#### Exercise aim:
All of the data is to be repeated verbatim.

:: Data for this exercise

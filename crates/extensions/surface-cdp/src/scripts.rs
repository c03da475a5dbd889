//! JavaScript evaluated in the page through `Runtime.evaluate`.
//!
//! Elements are stamped with a numeric `data-pagehand-handle` attribute the
//! first time they are reported, so a handle keeps pointing at the same DOM
//! node until that node is removed.

use pagehand_protocols::ElementHandle;
use serde_json::Value;

pub(crate) const HANDLE_ATTRIBUTE: &str = "data-pagehand-handle";

/// Shared prelude: `stamp(el)` assigns or reads an element's handle.
/// Expects `ATTR` to be bound first.
const PRELUDE: &str = r#"
const stamp = (el) => {
  let h = el.getAttribute(ATTR);
  if (!h) {
    window.__pagehandNext = (window.__pagehandNext || 0) + 1;
    h = String(window.__pagehandNext);
    el.setAttribute(ATTR, h);
  }
  return Number(h);
};
const byHandle = (h) => document.querySelector('[' + ATTR + '="' + h + '"]');
"#;

const PAGE_INFO: &str = r#"({
  url: location.href,
  title: document.title,
  readyState: document.readyState,
  viewport: { width: window.innerWidth, height: window.innerHeight }
})"#;

const ELEMENTS_BODY: &str = r#"
const CANDIDATES = 'a, button, input, select, textarea, summary, label, [role], [onclick], [tabindex], [contenteditable="true"]';
const INTERACTIVE_TAGS = new Set(['a', 'button', 'input', 'select', 'textarea', 'summary']);
const INTERACTIVE_ROLES = new Set(['button', 'link', 'checkbox', 'radio', 'tab', 'menuitem', 'option', 'switch', 'textbox', 'combobox', 'searchbox', 'slider']);
const attr = (el, name) => { const v = el.getAttribute(name); return v === null ? undefined : v; };
return Array.from(document.querySelectorAll(CANDIDATES)).map((el) => {
  const tag = el.tagName.toLowerCase();
  const role = attr(el, 'role');
  const style = window.getComputedStyle(el);
  const rect = el.getBoundingClientRect();
  const interactive = INTERACTIVE_TAGS.has(tag)
    || (role !== undefined && INTERACTIVE_ROLES.has(role))
    || el.hasAttribute('onclick')
    || el.isContentEditable
    || (el.tabIndex >= 0 && el.hasAttribute('tabindex'));
  return {
    handle: stamp(el),
    tag: tag,
    role: role,
    text: (el.innerText || el.textContent || '').trim(),
    attributes: {
      id: el.id || undefined,
      class: typeof el.className === 'string' && el.className ? el.className : undefined,
      name: attr(el, 'name'),
      type: attr(el, 'type'),
      placeholder: attr(el, 'placeholder'),
      ariaLabel: attr(el, 'aria-label'),
      href: attr(el, 'href'),
      value: 'value' in el && typeof el.value === 'string' && el.value ? el.value : undefined,
      title: attr(el, 'title')
    },
    interactive: interactive,
    visible: style.display !== 'none' && style.visibility !== 'hidden' && style.opacity !== '0',
    boundingBox: { x: rect.x, y: rect.y, width: rect.width, height: rect.height }
  };
});
"#;

/// Wrap `body` with the prelude in an immediately-invoked function.
fn wrap(body: &str) -> String {
    format!(
        "(() => {{\nconst ATTR = '{}';{}\n{}\n}})()",
        HANDLE_ATTRIBUTE, PRELUDE, body
    )
}

/// JSON-encode a string as a JavaScript literal.
fn literal(value: &str) -> String {
    Value::String(value.to_string()).to_string()
}

pub fn page_info() -> String {
    PAGE_INFO.to_string()
}

pub fn elements() -> String {
    wrap(ELEMENTS_BODY)
}

/// Resolves to the element's handle, or `null` when nothing matches.
pub fn query_selector(selector: &str) -> String {
    wrap(&format!(
        "const el = document.querySelector({});\nreturn el ? stamp(el) : null;",
        literal(selector)
    ))
}

/// Resolves to `false` when the handle no longer exists.
pub fn click(handle: ElementHandle) -> String {
    wrap(&format!(
        "const el = byHandle({});\nif (!el) return false;\nel.scrollIntoView({{block: 'center', inline: 'center'}});\nif (typeof el.focus === 'function') el.focus();\nel.click();\nreturn true;",
        handle.0
    ))
}

/// Sets the value through the native setter so frameworks observe it.
pub fn set_value(handle: ElementHandle, value: &str) -> String {
    wrap(&format!(
        r#"const el = byHandle({});
if (!el) return false;
el.focus();
const proto = el instanceof HTMLTextAreaElement ? HTMLTextAreaElement.prototype : HTMLInputElement.prototype;
const setter = Object.getOwnPropertyDescriptor(proto, 'value');
if (setter && setter.set && (el instanceof HTMLInputElement || el instanceof HTMLTextAreaElement)) {{
  setter.set.call(el, {value});
}} else if (el.isContentEditable) {{
  el.textContent = {value};
}} else {{
  el.value = {value};
}}
el.dispatchEvent(new Event('input', {{bubbles: true}}));
el.dispatchEvent(new Event('change', {{bubbles: true}}));
return true;"#,
        handle.0,
        value = literal(value)
    ))
}

pub fn scroll_by(dx: f64, dy: f64) -> String {
    format!("window.scrollBy({{left: {}, top: {}, behavior: 'instant'}})", dx, dy)
}

pub fn scroll_to_top() -> String {
    "window.scrollTo({top: 0, behavior: 'instant'})".to_string()
}

pub fn scroll_to_bottom() -> String {
    "window.scrollTo({top: document.documentElement.scrollHeight, behavior: 'instant'})".to_string()
}

/// Text of an element; `null` when the handle is gone.
pub fn read_text(handle: Option<ElementHandle>) -> String {
    match handle {
        Some(handle) => wrap(&format!(
            "const el = byHandle({});\nreturn el ? (el.innerText || el.textContent || '') : null;",
            handle.0
        )),
        None => "document.body ? document.body.innerText : ''".to_string(),
    }
}

pub fn inject_style(css: &str) -> String {
    format!(
        "(() => {{ const s = document.createElement('style'); s.setAttribute('data-pagehand', 'style'); s.textContent = {}; (document.head || document.documentElement).appendChild(s); return true; }})()",
        literal(css)
    )
}

/// Wrap sandboxed code so its completion value comes back as a string.
pub fn sandboxed(code: &str) -> String {
    format!(
        "(async () => {{ const r = await (async () => {{ {} }})(); return r === undefined ? '' : String(r); }})()",
        code
    )
}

::::

#### Answer area:
filename crates/extensions/surface-cdp/src/scripts.rs
repository c03da475a5dbd889
//! JavaScript evaluated in the page through `Runtime.evaluate`.
//!
//! Elements are stamped with a numeric `data-pagehand-handle` attribute the
//! first time they are reported, so a handle keeps pointing at the same DOM
//! node until that node is removed.

use pagehand_protocols::ElementHandle;
use serde_json::Value;

pub(crate) const HANDLE_ATTRIBUTE: &str = "data-pagehand-handle";

/// Shared prelude: `stamp(el)` assigns or reads an element's handle.
/// Expects `ATTR` to be bound first.
const PRELUDE: &str = r#"
const stamp = (el) => {
  let h = el.getAttribute(ATTR);
  if (!h) {
    window.__pagehandNext = (window.__pagehandNext || 0) + 1;
    h = String(window.__pagehandNext);
    el.setAttribute(ATTR, h);
  }
  return Number(h);
};
const byHandle = (h) => document.querySelector('[' + ATTR + '="' + h + '"]');
"#;

const PAGE_INFO: &str = r#"({
  url: location.href,
  title: document.title,
  readyState: document.readyState,
  viewport: { width: window.innerWidth, height: window.innerHeight }
})"#;

const ELEMENTS_BODY: &str = r#"
const CANDIDATES = 'a, button, input, select, textarea, summary, label, [role], [onclick], [tabindex], [contenteditable="true"]';
const INTERACTIVE_TAGS = new Set(['a', 'button', 'input', 'select', 'textarea', 'summary']);
const INTERACTIVE_ROLES = new Set(['button', 'link', 'checkbox', 'radio', 'tab', 'menuitem', 'option', 'switch', 'textbox', 'combobox', 'searchbox', 'slider']);
const attr = (el, name) => { const v = el.getAttribute(name); return v === null ? undefined : v; };
return Array.from(document.querySelectorAll(CANDIDATES)).map((el) => {
  const tag = el.tagName.toLowerCase();
  const role = attr(el, 'role');
  const style = window.getComputedStyle(el);
  const rect = el.getBoundingClientRect();
  const interactive = INTERACTIVE_TAGS.has(tag)
    || (role !== undefined && INTERACTIVE_ROLES.has(role))
    || el.hasAttribute('onclick')
    || el.isContentEditable
    || (el.tabIndex >= 0 && el.hasAttribute('tabindex'));
  return {
    handle: stamp(el),
    tag: tag,
    role: role,
    text: (el.innerText || el.textContent || '').trim(),
    attributes: {
      id: el.id || undefined,
      class: typeof el.className === 'string' && el.className ? el.className : undefined,
      name: attr(el, 'name'),
      type: attr(el, 'type'),
      placeholder: attr(el, 'placeholder'),
      ariaLabel: attr(el, 'aria-label'),
      href: attr(el, 'href'),
      value: 'value' in el && typeof el.value === 'string' && el.value ? el.value : undefined,
      title: attr(el, 'title')
    },
    interactive: interactive,
    visible: style.display !== 'none' && style.visibility !== 'hidden' && style.opacity !== '0',
    boundingBox: { x: rect.x, y: rect.y, width: rect.width, height: rect.height }
  };
});
"#;

/// Wrap `body` with the prelude in an immediately-invoked function.
fn wrap(body: &str) -> String {
    format!(
        "(() => {{\nconst ATTR = '{}';{}\n{}\n}})()",
        HANDLE_ATTRIBUTE, PRELUDE, body
    )
}

/// JSON-encode a string as a JavaScript literal.
fn literal(value: &str) -> String {
    Value::String(value.to_string()).to_string()
}

pub fn page_info() -> String {
    PAGE_INFO.to_string()
}

pub fn elements() -> String {
    wrap(ELEMENTS_BODY)
}

/// Resolves to the element's handle, or `null` when nothing matches.
pub fn query_selector(selector: &str) -> String {
    wrap(&format!(
        "const el = document.querySelector({});\nreturn el ? stamp(el) : null;",
        literal(selector)
    ))
}

/// Resolves to `false` when the handle no longer exists.
pub fn click(handle: ElementHandle) -> String {
    wrap(&format!(
        "const el = byHandle({});\nif (!el) return false;\nel.scrollIntoView({{block: 'center', inline: 'center'}});\nif (typeof el.focus === 'function') el.focus();\nel.click();\nreturn true;",
        handle.0
    ))
}

/// Sets the value through the native setter so frameworks observe it.
pub fn set_value(handle: ElementHandle, value: &str) -> String {
    wrap(&format!(
        r#"const el = byHandle({});
if (!el) return false;
el.focus();
const proto = el instanceof HTMLTextAreaElement ? HTMLTextAreaElement.prototype : HTMLInputElement.prototype;
const setter = Object.getOwnPropertyDescriptor(proto, 'value');
if (setter && setter.set && (el instanceof HTMLInputElement || el instanceof HTMLTextAreaElement)) {{
  setter.set.call(el, {value});
}} else if (el.isContentEditable) {{
  el.textContent = {value};
}} else {{
  el.value = {value};
}}
el.dispatchEvent(new Event('input', {{bubbles: true}}));
el.dispatchEvent(new Event('change', {{bubbles: true}}));
return true;"#,
        handle.0,
        value = literal(value)
    ))
}

pub fn scroll_by(dx: f64, dy: f64) -> String {
    format!("window.scrollBy({{left: {}, top: {}, behavior: 'instant'}})", dx, dy)
}

pub fn scroll_to_top() -> String {
    "window.scrollTo({top: 0, behavior: 'instant'})".to_string()
}

pub fn scroll_to_bottom() -> String {
    "window.scrollTo({top: document.documentElement.scrollHeight, behavior: 'instant'})".to_string()
}

/// Text of an element; `null` when the handle is gone.
pub fn read_text(handle: Option<ElementHandle>) -> String {
    match handle {
        Some(handle) => wrap(&format!(
            "const el = byHandle({});\nreturn el ? (el.innerText || el.textContent || '') : null;",
            handle.0
        )),
        None => "document.body ? document.body.innerText : ''".to_string(),
    }
}

pub fn inject_style(css: &str) -> String {
    format!(
        "(() => {{ const s = document.createElement('style'); s.setAttribute('data-pagehand', 'style'); s.textContent = {}; (document.head || document.documentElement).appendChild(s); return true; }})()",
        literal(css)
    )
}

/// Wrap sandboxed code so its completion value comes back as a string.
pub fn sandboxed(code: &str) -> String {
    format!(
        "(async () => {{ const r = await (async () => {{ {} }})(); return r === undefined ? '' : String(r); }})()",
        code
    )
}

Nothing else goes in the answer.